Un intrus dans la famille
Le père de Laurent Dubreuil, Robert, lutte contre le cancer de prostate
Deuxième sprinteur le plus rapide du monde, Laurent Dubreuil patine dans un sport où tout doit aller vite. Mais un cancer découvert chez son père nous rappelle qu’il n’exerce pas un contrôle absolu sur la vitesse.
Un diagnostic est venu bousculer sa famille le 29 novembre 2013. Robert Dubreuil, connu comme directeur général de la Fédération de patinage de vitesse du Québec depuis 19 ans, a quitté l’hôtel-Dieu de Lévis ce jour-là avec une annonce qu’il ne voulait pas entendre: cancer de la prostate. Il avait 46 ans.
«JE NE FAIS PAS PITIÉ»
Chez les Dubreuil, la vie a toujours tourné autour du patin. Robert a terminé 14e au 500 m des Jeux olympiques d’albertville en 1992. La mère, Ariane Loignon, avait participé aux cinq épreuves de longue piste aux Jeux de Calgary. Les deux autres enfants du couple, Daniel et Anna-belle, s’y investissent aussi à un haut niveau national.

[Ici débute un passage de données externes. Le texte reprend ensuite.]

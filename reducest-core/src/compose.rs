//! Middleware chain composition
//!
//! [`compose`] folds a middleware list right to left around a base link, so
//! index 0 ends up outermost and runs first. [`DispatchCache`] keeps the
//! composed handle stable until one of its inputs changes identity.

use std::cell::OnceCell;
use std::rc::Rc;

use crate::action::Action;
use crate::cell::StateCell;
use crate::dispatch::Dispatch;
use crate::middleware::{same_middleware, MiddlewareRef, StoreView};

/// Build the composed dispatch for `middlewares` around `base`.
///
/// Every middleware receives the same [`StoreView`]; its `dispatch` points
/// at the returned handle, and clones taken after this returns keep it alive. With no middleware the result is `base` itself.
pub fn compose<S, A>(
    cell: &Rc<StateCell<S>>,
    base: &Dispatch<A>,
    middlewares: &[MiddlewareRef<S, A>],
) -> Dispatch<A>
where
    S: Clone + 'static,
    A: Action,
{
    let slot = Rc::new(OnceCell::new());
    let store = StoreView::new(Rc::clone(cell), Rc::clone(&slot));

    let composed = middlewares
        .iter()
        .rev()
        .fold(base.clone(), |next, middleware| {
            middleware.wrap(store.clone(), next)
        });

    // Weak, so the chain does not keep itself alive through its own view
    let attached = slot.set(composed.downgrade()).is_ok();
    debug_assert!(attached, "store view slot filled twice");
    composed
}

struct CacheEntry<S, A: Action> {
    base: Dispatch<A>,
    middlewares: Vec<MiddlewareRef<S, A>>,
    composed: Dispatch<A>,
}

impl<S, A: Action> CacheEntry<S, A> {
    fn stale_reason(&self, base: &Dispatch<A>, middlewares: &[MiddlewareRef<S, A>]) -> Option<&'static str> {
        if !Dispatch::ptr_eq(&self.base, base) {
            Some("reducer changed")
        } else if self.middlewares.len() != middlewares.len() {
            Some("middleware count changed")
        } else if self
            .middlewares
            .iter()
            .zip(middlewares)
            .any(|(cached, given)| !same_middleware(cached, given))
        {
            Some("middleware changed")
        } else {
            None
        }
    }
}

/// Memoized composition keyed on the base link and each middleware's identity.
///
/// The cache holds strong handles to its keys, so a freed allocation can
/// never be mistaken for a key still in use.
pub struct DispatchCache<S, A: Action> {
    entry: Option<CacheEntry<S, A>>,
    compositions: u64,
}

impl<S, A: Action> Default for DispatchCache<S, A> {
    fn default() -> Self {
        Self {
            entry: None,
            compositions: 0,
        }
    }
}

impl<S, A: Action> std::fmt::Debug for DispatchCache<S, A> {
    fn fmt(&self, f: &mut std::fmt::Formatter<'_>) -> std::fmt::Result {
        f.debug_struct("DispatchCache")
            .field("cached", &self.entry.is_some())
            .field("compositions", &self.compositions)
            .finish()
    }
}

impl<S, A> DispatchCache<S, A>
where
    S: Clone + 'static,
    A: Action,
{
    pub fn new() -> Self {
        Self::default()
    }

    /// Return the cached chain, or compose and cache a new one if `base` or
    /// any middleware differs from the last call.
    pub fn get_or_compose(
        &mut self,
        cell: &Rc<StateCell<S>>,
        base: &Dispatch<A>,
        middlewares: &[MiddlewareRef<S, A>],
    ) -> Dispatch<A> {
        let reason = match &self.entry {
            None => "initial",
            Some(entry) => match entry.stale_reason(base, middlewares) {
                None => return entry.composed.clone(),
                Some(reason) => reason,
            },
        };

        tracing::trace!(middlewares = middlewares.len(), reason, "composing dispatch chain");
        let composed = compose(cell, base, middlewares);
        self.compositions += 1;
        self.entry = Some(CacheEntry {
            base: base.clone(),
            middlewares: middlewares.to_vec(),
            composed: composed.clone(),
        });
        composed
    }

    /// Number of times a chain was actually composed
    pub fn compositions(&self) -> u64 {
        self.compositions
    }

    /// Drop the cached chain; the next call composes again.
    pub fn invalidate(&mut self) {
        self.entry = None;
    }
}

#[cfg(test)]
mod tests {
    use super::*;
    use crate::dispatch::Dispatched;
    use crate::error::DispatchError;
    use crate::middleware::{from_fn, Middleware};
    use crate::store::{base_updater, Reducer};
    use crate::TraceConfig;
    use std::cell::RefCell;

    type Log = Rc<RefCell<Vec<String>>>;

    fn setup() -> (Rc<StateCell<i32>>, Dispatch<i32>) {
        let cell = Rc::new(StateCell::new(0, Box::new(())));
        let reducer = Reducer::new(|s: &i32, a: &i32| s + a);
        let base = base_updater(&cell, &reducer, Rc::new(TraceConfig::default()));
        (cell, base)
    }

    fn tagged(tag: &'static str, log: &Log) -> MiddlewareRef<i32, i32> {
        let log = Rc::clone(log);
        from_fn(tag, move |_store, next, action| {
            log.borrow_mut().push(format!("{tag}:{action}"));
            next.call(action)
        })
    }

    #[test]
    fn test_empty_list_is_base_updater() {
        let (cell, base) = setup();
        let composed = compose(&cell, &base, &[]);
        assert!(Dispatch::ptr_eq(&composed, &base));
    }

    #[test]
    fn test_first_middleware_runs_first() {
        let (cell, base) = setup();
        let log = Log::default();
        let composed = compose(&cell, &base, &[tagged("a", &log), tagged("b", &log)]);

        assert_eq!(composed.call(2), Ok(Some(2)));
        assert_eq!(*log.borrow(), vec!["a:2", "b:2"]);
        assert_eq!(cell.get(), 2);
    }

    #[test]
    fn test_store_dispatch_restarts_at_top() {
        let (cell, base) = setup();
        let log = Log::default();

        // Turns 10 into two separate 5s, each going through the whole chain
        let splitter: MiddlewareRef<i32, i32> = from_fn("split", |store, next, action| {
            if action == 10 {
                store.dispatch(5)?;
                return store.dispatch(5);
            }
            next.call(action)
        });

        let composed = compose(&cell, &base, &[tagged("outer", &log), splitter]);
        assert_eq!(composed.call(10), Ok(Some(5)));

        assert_eq!(*log.borrow(), vec!["outer:10", "outer:5", "outer:5"]);
        assert_eq!(cell.get(), 10);
    }

    #[test]
    fn test_error_aborts_rest_of_chain() {
        let (cell, base) = setup();
        let log = Log::default();
        let guard: MiddlewareRef<i32, i32> =
            from_fn("guard", |_store, next, action: i32| -> Dispatched<i32> {
                if action < 0 {
                    return Err(DispatchError::rejected("guard", &action, "negative"));
                }
                next.call(action)
            });

        let composed = compose(&cell, &base, &[guard, tagged("inner", &log)]);
        assert!(matches!(
            composed.call(-1),
            Err(DispatchError::Rejected { middleware: "guard", .. })
        ));
        assert!(log.borrow().is_empty());
        assert_eq!(cell.get(), 0);
    }

    #[test]
    fn test_cache_reuses_until_inputs_change() {
        let (cell, base) = setup();
        let log = Log::default();
        let a = tagged("a", &log);
        let b = tagged("b", &log);
        let mut cache = DispatchCache::new();

        let first = cache.get_or_compose(&cell, &base, &[a.clone(), b.clone()]);
        let again = cache.get_or_compose(&cell, &base, &[a.clone(), b.clone()]);
        assert!(Dispatch::ptr_eq(&first, &again));
        assert_eq!(cache.compositions(), 1);

        let swapped = cache.get_or_compose(&cell, &base, &[b.clone(), a.clone()]);
        assert!(!Dispatch::ptr_eq(&first, &swapped));

        let shorter = cache.get_or_compose(&cell, &base, &[b.clone()]);
        assert!(!Dispatch::ptr_eq(&swapped, &shorter));

        let (_, other_base) = setup();
        let rebased = cache.get_or_compose(&cell, &other_base, &[b.clone()]);
        assert!(!Dispatch::ptr_eq(&shorter, &rebased));
        assert_eq!(cache.compositions(), 4);

        cache.invalidate();
        let fresh = cache.get_or_compose(&cell, &other_base, &[b]);
        assert!(!Dispatch::ptr_eq(&rebased, &fresh));
    }

    #[test]
    fn test_stashed_view_outlives_released_chain() {
        let (cell, base) = setup();
        let log = Log::default();
        let stash: Rc<RefCell<Option<StoreView<i32, i32>>>> = Rc::default();
        let keep = Rc::clone(&stash);
        let capture: MiddlewareRef<i32, i32> = from_fn("capture", move |store, next, action| {
            keep.borrow_mut().replace(store.clone());
            next.call(action)
        });

        let composed = compose(&cell, &base, &[capture, tagged("old", &log)]);
        composed.call(1).unwrap();
        drop(composed);

        // A newer chain takes over, the stashed view still routes through the old one
        let newer = compose(&cell, &base, &[tagged("new", &log)]);
        newer.call(2).unwrap();

        let view = stash.borrow_mut().take().unwrap();
        assert_eq!(view.get_state(), 3);
        assert_eq!(view.dispatch(10), Ok(Some(10)));
        assert_eq!(cell.get(), 13);
        assert_eq!(*log.borrow(), vec!["old:1", "new:2", "old:10"]);
    }

    #[test]
    fn test_dispatch_during_wrap_is_detached() {
        struct Eager(Rc<RefCell<Option<Dispatched<i32>>>>);

        impl Middleware<i32, i32> for Eager {
            fn wrap(&self, store: StoreView<i32, i32>, next: Dispatch<i32>) -> Dispatch<i32> {
                self.0.replace(Some(store.dispatch(1)));
                next
            }
        }

        let (cell, base) = setup();
        let outcome = Rc::default();
        let eager: MiddlewareRef<i32, i32> = Rc::new(Eager(Rc::clone(&outcome)));

        let composed = compose(&cell, &base, &[eager]);
        assert_eq!(
            outcome.borrow_mut().take(),
            Some(Err(DispatchError::Detached { action: "i32" }))
        );
        assert_eq!(composed.call(4), Ok(Some(4)));
        assert_eq!(cell.get(), 4);
    }
}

Depuis novembre 2013, un intrus s’est toutefois invité dans la famille. La maladie évolue lentement, mais elle occupe en silence un coin de l’esprit de chacun des cinq membres du clan Dubreuil. «On ne fait pas pitié et il ne faut pas tourner ça dramatique. Oui, on vit quelque chose en famille, mais il y a pire que ça. Je ne veux pas donner l’impression que je fais pitié parce que je ne fais pas pitié», insiste Robert avant d’accepter de s’ouvrir publiquement sur son cas.
EN SURVEILLANCE ACTIVE
L’évolution de son cancer occupe présentement le deuxième stade sur une échelle de cinq. Dans la classification de Gleason, qui sert à définir le niveau d’agressivité du cancer de la prostate et ses risques de se propager, la «note» de 6 que lui attribuent les médecins le place aux abords du 7, jugée plus sérieuse.
Pour l’instant, le seul traitement prescrit s’appelle la «surveillance active» qui l’a obligé à se soumettre à trois biopsies, un exercice synonyme de «mauvaise journée à passer», décrit-il.
La lente progression de son mal maudit a ceci de consolant, c’est qu’elle lui accorde du temps pour penser. Il dit cheminer dans sa réflexion pouvant mener à l’ablation et qui éliminerait ainsi tout recours à la chimiothérapie, radiothérapie et autres avenues chimiques.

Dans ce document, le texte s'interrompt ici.